Penelitian juga diakukan untuk jenis teripang laut (Holothurian) di 31 lokasi di bagian utara Atol, 28 di kawasan terumbu depan dan 8 di laguna. Sebanyak 99 sampel sedimen dikumpulkan di 8 lokasi. 144 sampel karang dari jenis Pocillopora damicornis dikumpulkan dari 9 lokasi untuk mengukur tingkat stres pada karang. 566 biopsi diambil dari kima raksasa (Tridacna maxima, Hippopus hippopus dan beberapa spesies lain). Kima raksasa untuk analisis DNA dan selanjutnya populasi genetik dan analisis phylogeography.

Dari 335 sampel gelatin alga merah (Rhodophyta), alga coklat (Phaeophyta) dan alga hijau (Chlorophyta) yang di ambil di lokasi Iles de Pins. Sebanyak 674 spesies invertebrata, yang diwakili oleh 113 Moluska, 206 Ekinodermata, 331 Krustasea dan 14 invertebrata lainnya.

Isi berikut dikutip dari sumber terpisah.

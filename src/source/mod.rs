//! Frame sources feeding the detector.
//!
//! A source only classifies and stamps frames; pacing and cancellation live
//! in [`produce`], which pushes frames into the single ordered channel the
//! detector reads from.

mod simulated;

pub use simulated::{random_mac, SimulatedSource, ATTACKER_PREFIX, NORMAL_PREFIX};

use crate::clock::Clock;
use crate::detection::FrameEvent;
use std::collections::VecDeque;
use std::time::Duration;
use tokio::sync::{mpsc, watch};
use tracing::{debug, info};

/// Producer of classified frames.
pub trait EventSource: Send {
    /// Next frame, stamped at `now` where the source has no time of its own.
    /// `None` means the source is exhausted.
    fn next_frame(&mut self, now: f64) -> Option<FrameEvent>;
}

impl<S: EventSource + ?Sized> EventSource for Box<S> {
    fn next_frame(&mut self, now: f64) -> Option<FrameEvent> {
        (**self).next_frame(now)
    }
}

/// Replays a fixed list of frames with their own timestamps.
#[derive(Debug, Default, Clone)]
pub struct ScriptedSource {
    frames: VecDeque<FrameEvent>,
}

impl ScriptedSource {
    pub fn new(frames: impl IntoIterator<Item = FrameEvent>) -> Self {
        Self {
            frames: frames.into_iter().collect(),
        }
    }

    pub fn remaining(&self) -> usize {
        self.frames.len()
    }
}

impl EventSource for ScriptedSource {
    fn next_frame(&mut self, _now: f64) -> Option<FrameEvent> {
        self.frames.pop_front()
    }
}

/// Limits for a producer run.
#[derive(Debug, Clone, Copy)]
pub struct Pacing {
    /// Delay between consecutive frames
    pub interval: Duration,
    /// Stop after this many frames; 0 means unlimited
    pub max_frames: u64,
}

impl Pacing {
    pub fn new(interval: Duration, max_frames: u64) -> Self {
        Self {
            interval,
            max_frames,
        }
    }
}

/// Pull frames from `source` and send them to the detector until the source
/// is exhausted, `max_frames` is reached, the receiver goes away or shutdown
/// is signalled. Returns the number of frames sent.
///
/// The wait between frames is interruptible so shutdown never waits for a
/// full interval.
pub async fn produce<S, C>(
    mut source: S,
    clock: C,
    pacing: Pacing,
    tx: mpsc::Sender<FrameEvent>,
    mut shutdown: watch::Receiver<bool>,
) -> u64
where
    S: EventSource,
    C: Clock,
{
    info!(interval_ms = pacing.interval.as_millis() as u64, "Frame source started");
    let mut sent = 0u64;

    loop {
        if *shutdown.borrow() {
            break;
        }
        let Some(frame) = source.next_frame(clock.now_secs()) else {
            debug!(sent, "Frame source exhausted");
            break;
        };
        if tx.send(frame).await.is_err() {
            debug!("Detector went away, stopping source");
            break;
        }
        sent += 1;
        if pacing.max_frames > 0 && sent >= pacing.max_frames {
            debug!(sent, "Frame limit reached");
            break;
        }

        tokio::select! {
            biased;
            changed = shutdown.changed() => {
                if changed.is_err() || *shutdown.borrow() {
                    break;
                }
            }
            _ = tokio::time::sleep(pacing.interval) => {}
        }
    }

    info!(sent, "Frame source stopped");
    sent
}
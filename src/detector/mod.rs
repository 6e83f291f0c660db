//! Deauthentication-flood detection.
//!
//! The detector owns one detection cycle worth of state: a sliding window of
//! deauth timestamps and a per-source tally. Every frame may advance the
//! window; once the in-window count reaches the threshold an [`AlertRecord`]
//! is produced and both structures are cleared to start the next cycle.

mod tally;
mod window;

pub use tally::AttackerTally;
pub use window::SlidingWindow;

use crate::alert::AlertSink;
use crate::clock::{Clock, SystemClock};
use crate::config::DetectorConfig;
use crate::detection::{AlertRecord, FrameEvent};
use crate::metrics::{ALERTS_RAISED, DEAUTH_FRAMES, FRAMES_PROCESSED};
use serde::Serialize;
use tokio::sync::{mpsc, watch};
use tracing::{debug, info, trace, warn};

/// Number of sources reported with each alert.
pub const TOP_SOURCES: usize = 3;

/// Counters accumulated over the whole run, across detection cycles.
#[derive(Debug, Default, Clone, Copy, PartialEq, Eq, Serialize)]
pub struct DetectorStats {
    pub frames: u64,
    pub deauth_frames: u64,
    pub alerts: u64,
}

/// Threshold/window detector for deauthentication floods.
#[derive(Debug)]
pub struct DeauthDetector<C: Clock = SystemClock> {
    window: SlidingWindow,
    tally: AttackerTally,
    threshold: usize,
    window_secs: u64,
    clock: C,
    stats: DetectorStats,
}

impl DeauthDetector<SystemClock> {
    /// Create a detector reading the wall clock.
    pub fn new(threshold: usize, window_secs: u64) -> Self {
        Self::with_clock(threshold, window_secs, SystemClock)
    }

    pub fn from_config(config: &DetectorConfig) -> Self {
        Self::new(config.threshold, config.window_secs)
    }
}

impl<C: Clock> DeauthDetector<C> {
    /// Create a detector with an injected clock.
    pub fn with_clock(threshold: usize, window_secs: u64, clock: C) -> Self {
        Self {
            window: SlidingWindow::new(window_secs),
            tally: AttackerTally::new(),
            threshold,
            window_secs,
            clock,
            stats: DetectorStats::default(),
        }
    }

    /// Feed one frame through the detector.
    ///
    /// Benign frames leave window and tally untouched but still advance
    /// eviction. Returns the alert if this frame completed a detection cycle.
    pub fn process(&mut self, event: &FrameEvent) -> Option<AlertRecord> {
        self.stats.frames += 1;
        FRAMES_PROCESSED.inc();

        if event.is_deauth {
            self.stats.deauth_frames += 1;
            DEAUTH_FRAMES.inc();
            self.window.record(event.timestamp);
            self.tally.record(&event.source_id);
            debug!(source = %event.source_id, ts = event.timestamp, "Deauth frame recorded");
        }

        // read after recording so the new frame is inside the eviction baseline
        let now = self.clock.now_secs();
        let evicted = self.window.evict(now);
        if evicted > 0 {
            trace!(evicted, "Expired deauth timestamps evicted");
        }

        let count = self.window.count();
        if count < self.threshold {
            return None;
        }

        let alert = AlertRecord::new(now, count, self.window_secs, self.tally.top(TOP_SOURCES));
        warn!(
            count,
            window_secs = self.window_secs,
            top = %alert.top_summary(),
            "Deauth flood threshold reached"
        );

        self.stats.alerts += 1;
        ALERTS_RAISED.inc();
        self.reset();

        Some(alert)
    }

    /// Current in-window deauth count.
    pub fn count(&self) -> usize {
        self.window.count()
    }

    pub fn threshold(&self) -> usize {
        self.threshold
    }

    pub fn window_secs(&self) -> u64 {
        self.window_secs
    }

    pub fn window(&self) -> &SlidingWindow {
        &self.window
    }

    pub fn tally(&self) -> &AttackerTally {
        &self.tally
    }

    pub fn stats(&self) -> DetectorStats {
        self.stats
    }

    /// Start a fresh detection cycle.
    pub fn reset(&mut self) {
        self.window.reset();
        self.tally.reset();
    }

    /// Consume frames until the channel closes or shutdown is signalled.
    ///
    /// Frames arrive through a single ordered channel so window and tally are
    /// only ever touched from this loop.
    pub async fn run<S: AlertSink + ?Sized>(
        mut self,
        mut frames: mpsc::Receiver<FrameEvent>,
        sink: &mut S,
        mut shutdown: watch::Receiver<bool>,
    ) -> DetectorStats {
        info!(
            threshold = self.threshold,
            window_secs = self.window_secs,
            "Detector started"
        );

        loop {
            tokio::select! {
                biased;
                changed = shutdown.changed() => {
                    if changed.is_err() || *shutdown.borrow() {
                        debug!("Detector received shutdown");
                        break;
                    }
                }
                frame = frames.recv() => {
                    let Some(frame) = frame else {
                        debug!("Frame channel closed");
                        break;
                    };
                    sink.on_frame(&frame);
                    if let Some(alert) = self.process(&frame) {
                        sink.on_alert(&alert);
                    }
                }
            }
        }

        info!(
            frames = self.stats.frames,
            deauth_frames = self.stats.deauth_frames,
            alerts = self.stats.alerts,
            "Detector stopped"
        );
        self.stats
    }
}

Science Without Borders” sains tanpa batas, itulah semboyan ekspedisi terumbu karang global. Harapannya di Indonesia yang merupakan negara kepulauan, pun dapat diwujudkan ekspedisi yang berkelanjutan khususnya pemetaan habitat pada ekosistem terumbu karang sebagai salah satu data dukung dalam zonasi di kawasan pesisir.

Untuk seluruh tim yang terlibat dalam kegiatan ekspedisi tersebut dapat di lihat pada tautan berikut.

 

 

Referensi

Andréfouët, S., Kramer, P., Torres-Pulliza, D., Joyce, K.E., Hochberg, E.J., Garza-Perez, R., Mumby, P.J., Riegl, B., Yamano, H., White, W.H., Zubia, M., Brock, J.C., Phinn, S.R., Naseer, A., Hatcher, B.G., Muller-Karger, F.E., 2003. Multi-sites evaluation of IKONOS data for classification of tropical coral reef environments. Remote Sens. Environ. 88, 128–143.

Ampou, E.E., Ouillon, S., Andréfouët, S., 2018. Challenges in rendering Coral Triangle habitat richness in remotely sensed habitat maps: the case of Bunaken Island (Indonesia). Marine Pollution Bulletin 131. P 72–82. INDESO special issue.

Global Reef Expedition: New Caledonia. Field Report. Bruckner, A.W. (2014). Khaled bin Sultan Living Oceans Foundation, Landover MD.  pp. 38.

 

*Eghbert Elvan Ampou, Ph.D. Penulis adalah peneliti di Balai Riset dan Observasi Laut, Badan Riset dan Sumber Daya Manusia Kelautan dan Perikanan, Kementerian Kelautan dan Perikanan, Negara, Jembrana, Bali, Indonesia.